Les scientifiques ont ainsi réussi à obtenir trois embryons humains dont l’un s’est développé jusqu’à six cellules avant de s’arrêter de croître. Il s’agit d’une avancée scientifique encore limitée. Car à ce stade, il est impossible de prélever les fameuses cellules souches destinées à permettre des greffes sur des sujets atteints de maladies neuro-dégénératives, cardiaques, hépathiques, ou diabétiques, pour les soigner de l’intérieur en régénérant leurs cellules déficientes. Mais c’est bien en mettant en avant l’objectif thérapeutique des ces recherches que les responsables d’ACT ont justifié leur expérience. «Notre intention n’est pas de créer des êtres humains clonés mais plutôt de mettre au point des thérapies permettant de traiter de nombreuses maladies».

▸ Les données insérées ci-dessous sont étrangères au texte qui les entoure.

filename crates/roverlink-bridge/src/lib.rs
//! Supervisory bridge between command sources and the drive controller.
//!
//! Three pieces cooperate here:
//!
//! - [`CommandArbiter`] merges concurrent teleop and autonomy commands
//!   into one winner by priority, with per-source staleness timeouts and
//!   a stop-command failsafe.
//! - [`LinkDriver`] owns the serial or TCP channel, frames outgoing
//!   commands, decodes incoming telemetry, and reconnects with backoff.
//! - [`ControlLoop`] ties them together at a fixed 50 Hz rate.
//!
//! The arbiter is shared behind an [`std::sync::Arc`]; everything else is
//! owned by the loop thread.

pub mod arbiter;
pub mod config;
pub mod control;
pub mod driver;
pub mod error;

pub use arbiter::{
    CommandArbiter, CommandSource, LinkMode, LinkStatus, SourceStatus, StateSnapshot,
    TelemetryStatus, SOURCE_PRIORITY,
};
pub use config::{ArbiterConfig, BridgeConfig, LinkConfig, LoopConfig, VelocityBounds};
pub use control::{ControlLoop, LoopHandle};
pub use driver::{LinkDriver, LinkStats};
pub use error::{LinkError, Result, SubmitError};

use std::sync::Arc;

impl BridgeConfig {
    /// Build the shared arbiter and a ready-to-spawn control loop for
    /// this configuration.
    pub fn build(self) -> (Arc<CommandArbiter>, ControlLoop) {
        let arbiter = Arc::new(CommandArbiter::new(self.arbiter));
        let driver = LinkDriver::new(self.endpoint, self.link);
        let control = ControlLoop::new(driver, Arc::clone(&arbiter), self.control);
        (arbiter, control)
    }
}
//! Byte-channel transports for the rover control link.
//!
//! The control loop talks to the drive controller through [`LinkStream`], a
//! duplex channel with non-blocking reads. Three implementations:
//!
//! - [`SerialLink`] — the UART on real hardware
//! - [`TcpLink`] — ser2net-style bench rigs and loopback test rigs
//! - [`MemoryLink`] — in-process pair for unit and integration tests
//!
//! [`LinkEndpoint`] parses the operator-facing endpoint string and opens the
//! right implementation.

pub mod endpoint;
pub mod error;
pub mod mem;
pub mod serial;
pub mod tcp;
pub mod traits;

pub use endpoint::LinkEndpoint;
pub use error::{Result, TransportError};
pub use mem::MemoryLink;
pub use serial::SerialLink;
pub use tcp::TcpLink;
pub use traits::LinkStream;
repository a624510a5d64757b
use std::collections::VecDeque;
use std::sync::{Arc, Mutex, PoisonError};

use crate::error::{Result, TransportError};
use crate::traits::LinkStream;

#[derive(Debug, Default)]
struct Pipe {
    buf: VecDeque<u8>,
    closed: bool,
}

/// In-process loopback link.
///
/// [`MemoryLink::pair`] returns two connected ends; bytes written to one are
/// read from the other. Dropping an end surfaces `Closed` on its peer once
/// the buffered bytes are drained. Test rigs use the far end to stand in for
/// the drive controller.
#[derive(Debug)]
pub struct MemoryLink {
    rx: Arc<Mutex<Pipe>>,
    tx: Arc<Mutex<Pipe>>,
}

impl MemoryLink {
    /// Create a connected pair of links.
    pub fn pair() -> (MemoryLink, MemoryLink) {
        let a = Arc::new(Mutex::new(Pipe::default()));
        let b = Arc::new(Mutex::new(Pipe::default()));
        (
            MemoryLink {
                rx: Arc::clone(&a),
                tx: Arc::clone(&b),
            },
            MemoryLink { rx: b, tx: a },
        )
    }

    /// Bytes written by the peer and not yet read.
    pub fn pending(&self) -> usize {
        lock(&self.rx).buf.len()
    }
}

// The pipes hold plain bytes; a panicking peer cannot leave them in a state
// worth refusing to read.
fn lock(pipe: &Mutex<Pipe>) -> std::sync::MutexGuard<'_, Pipe> {
    pipe.lock().unwrap_or_else(PoisonError::into_inner)
}

impl LinkStream for MemoryLink {
    fn read(&mut self, buf: &mut [u8]) -> Result<usize> {
        let mut rx = lock(&self.rx);
        if rx.buf.is_empty() {
            return if rx.closed {
                Err(TransportError::Closed)
            } else {
                Ok(0)
            };
        }
        let n = buf.len().min(rx.buf.len());
        for slot in buf.iter_mut().take(n) {
            *slot = rx.buf.pop_front().unwrap_or_default();
        }
        Ok(n)
    }

    fn write_all(&mut self, buf: &[u8]) -> Result<()> {
        let mut tx = lock(&self.tx);
        if tx.closed {
            return Err(TransportError::Closed);
        }
        tx.buf.extend(buf);
        Ok(())
    }

    fn flush(&mut self) -> Result<()> {
        Ok(())
    }
}

impl Drop for MemoryLink {
    fn drop(&mut self) {
        lock(&self.rx).closed = true;
        lock(&self.tx).closed = true;
    }
}
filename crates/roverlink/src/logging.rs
use clap::ValueEnum;

#[derive(Copy, Clone, Debug, ValueEnum)]
pub enum LogFormat {
    Text,
    Json,
}

#[derive(Copy, Clone, Debug, ValueEnum)]
pub enum LogLevel {
    Error,
    Warn,
    Info,
    Debug,
    Trace,
}

impl LogLevel {
    pub fn as_filter(self) -> tracing::level_filters::LevelFilter {
        match self {
            LogLevel::Error => tracing::level_filters::LevelFilter::ERROR,
            LogLevel::Warn => tracing::level_filters::LevelFilter::WARN,
            LogLevel::Info => tracing::level_filters::LevelFilter::INFO,
            LogLevel::Debug => tracing::level_filters::LevelFilter::DEBUG,
            LogLevel::Trace => tracing::level_filters::LevelFilter::TRACE,
        }
    }
}

pub fn init_logging(format: LogFormat, level: LogLevel) {
    let builder = tracing_subscriber::fmt()
        .with_writer(std::io::stderr)
        .with_max_level(level.as_filter())
        .with_ansi(false)
        .with_target(false);

    match format {
        LogFormat::Text => {
            let _ = builder.try_init();
        }
        LogFormat::Json => {
            let _ = builder.json().try_init();
        }
    }
}
use std::sync::atomic::Ordering;
use std::thread;
use std::time::{Duration, Instant};

use tracing::debug;

use roverlink_bridge::{LinkConfig, LinkDriver};
use roverlink_frame::Telemetry;

use crate::cmd::{install_shutdown_handler, parse_duration, parse_endpoint, MonitorArgs};
use crate::exit::{CliError, CliResult, SUCCESS, TIMEOUT};
use crate::output::{print_telemetry, OutputFormat};

const POLL_INTERVAL: Duration = Duration::from_millis(20);

pub fn run(args: MonitorArgs, format: OutputFormat) -> CliResult<i32> {
    let endpoint = parse_endpoint(&args.endpoint)?;
    let first_frame_deadline = args
        .timeout
        .as_deref()
        .map(parse_duration)
        .transpose()?
        .map(|timeout| Instant::now() + timeout);

    let config = LinkConfig {
        baud: args.baud,
        ..LinkConfig::default()
    };
    let mut driver = LinkDriver::new(endpoint, config);

    let shutdown = install_shutdown_handler()?;

    let mut printed = 0usize;
    while !shutdown.load(Ordering::SeqCst) {
        for frame in driver.poll_receive(Instant::now()) {
            match Telemetry::try_from(&frame) {
                Ok(sample) => {
                    print_telemetry(&sample, format);
                    printed = printed.saturating_add(1);
                    if let Some(count) = args.count {
                        if printed >= count {
                            return Ok(SUCCESS);
                        }
                    }
                }
                Err(err) => debug!(msg_id = frame.msg_id, error = %err, "skipping frame"),
            }
        }

        if printed == 0 {
            if let Some(deadline) = first_frame_deadline {
                if Instant::now() >= deadline {
                    return Err(CliError::new(
                        TIMEOUT,
                        format!("no telemetry received within {}", args.timeout.unwrap_or_default()),
                    ));
                }
            }
        }

        thread::sleep(POLL_INTERVAL);
    }

    Ok(SUCCESS)
}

Clonage thérapeutique ou reproductif

La médecine régénérative représente, en effet, un espoir pour beaucoup de malades. En cultivant des cellules souches embryonnaires en laboratoire, on pourrait disposer de tissus cellulaires pouvant être greffés sur les patients atteints, par exemple, des maladies de Parkinson ou d’Alzheimer, sans risque de rejet. Cette perspective rend le débat sur le clonage thérapeutique d’autant plus difficile. Car si ces techniques «instrumentalisent» l’embryon et posent, de ce point de vue, un problème éthique majeur, elles semblent malgré tout susceptibles de permettre des avancées médicales encourageantes. D’ailleurs, la Grande-Bretagne a autorisé la production d’embryons destinés à la recherche sur le clonage thérapeutique. C’est le seul pays à avoir pris de telles dispositions. En France ou aux Etats-Unis, les autorités n’ont pas passé ce cap. George W. Bush a même pris position dès l’annonce d’ACT pour rappeler qu’il était «opposé à 100 % au clonage humain». Le président américain a appelé le Sénat à interdire le clonage humain. De nombreux médecins dénoncent aussi le clonage thérapeutique. Si cette technique se développait, elle pourrait notamment induire la création d’un marché de l’ovocyte avec tous les abus qui pourraient en découler. D’autre part, les cellules souches peuvent être produites par d’autres voix que celle du clonage. A partir d’embryons congelés en surnombre, par exemple.

Le clonage à but reproductif est, par contre, unanimement condamné. A l’exception de quelques médecins médiatiques comme l’Italien Severino Antinori, qui a annoncé récemment son intention de cloner 200 êtres humains, ou encore son confrère Panayoitis Zavos. La France et l’Allemagne ont même engagé une démarche auprès de l’ONU pour obtenir une convention universelle visant à interdire «le clonage humain aux fins de reproduction».